裁判員経験者は、被害の程度を示す写真について「怖かった」「痛々しかった」と口々に述べた。一方で、「厳しいものだったが、口頭だけではなく写真の中から真実が見えることがあるというのを感じた」(宜野湾市、アルバイト、20代)に代表されるような意見が相次いだ。

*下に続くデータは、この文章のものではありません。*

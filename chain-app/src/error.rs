//! Error types for the application shell

use staking_core::error::{codes, ErrorCode, SDK_CODESPACE};
use thiserror::Error;

/// Result type for application operations
pub type Result<T> = std::result::Result<T, Error>;

/// Memo longer than allowed
pub const CODE_MEMO_TOO_LARGE: u32 = 12;

/// Application errors
#[derive(Error, Debug)]
pub enum Error {
    /// Staking error
    #[error(transparent)]
    Staking(#[from] staking_core::Error),

    /// Governance error
    #[error(transparent)]
    Dao(#[from] dao::Error),

    /// No handler for the message route
    #[error("unrecognized message route: {0}")]
    UnknownRoute(String),

    /// Route registered twice
    #[error("route {0} has already been registered")]
    DuplicateRoute(String),

    /// Transaction bytes could not be decoded
    #[error("tx decode error: {0}")]
    TxDecode(String),

    /// Transaction is structurally invalid
    #[error("invalid transaction: {0}")]
    InvalidTx(String),

    /// Memo over the limit
    #[error("maximum number of characters is {max} but received {len} characters")]
    MemoTooLarge {
        /// Characters received
        len: usize,
        /// Allowed characters
        max: usize,
    },

    /// Block lifecycle called out of order
    #[error("block error: {0}")]
    Block(String),

    /// Invalid genesis
    #[error("genesis error: {0}")]
    Genesis(String),

    /// Configuration error
    #[error("configuration error: {0}")]
    Config(String),

    /// Metrics registration
    #[error("metrics error: {0}")]
    Metrics(#[from] prometheus::Error),

    /// JSON error
    #[error("JSON error: {0}")]
    Json(#[from] serde_json::Error),

    /// IO error
    #[error("IO error: {0}")]
    Io(#[from] std::io::Error),
}

impl ErrorCode for Error {
    fn code(&self) -> u32 {
        match self {
            Error::Staking(e) => e.code(),
            Error::Dao(e) => e.code(),
            Error::UnknownRoute(_) | Error::InvalidTx(_) => codes::UNKNOWN_REQUEST,
            Error::TxDecode(_) | Error::Json(_) => codes::TX_DECODE,
            Error::MemoTooLarge { .. } => CODE_MEMO_TOO_LARGE,
            Error::DuplicateRoute(_)
            | Error::Block(_)
            | Error::Genesis(_)
            | Error::Config(_)
            | Error::Metrics(_)
            | Error::Io(_) => codes::INTERNAL,
        }
    }

    fn codespace(&self) -> &'static str {
        match self {
            Error::Staking(e) => e.codespace(),
            Error::Dao(e) => e.codespace(),
            _ => SDK_CODESPACE,
        }
    }
}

「裁判員をまた経験したいか」との問いには、「責任の重さを感じた」「予想以上に精神的な疲れを感じた」など、憔悴(しょうすい)した表情を浮かべた人も。「得るものがあった。もう一度やりたい」(糸満市、主婦、50代)、「責任の重みを感じた。次は遠慮する」(西原町、大学生、20代)と意見が分かれた。
同じ被害出さぬ視点持ち続けて
児童福祉の問題に詳しい沖縄国際大の山入端津由教授 家族という閉ざされた関係の中で起こる児童虐待は外からは見えにくいが、とても身近な問題だ。被告は「モンスター」ではなく、一人一人が今回の事件を自分のこととして受け止めないといけない。裁判員には、量刑を決めたら終わりではなく、同じような被害者を出さないために何をすべきかという視点を持ち続けてほしい。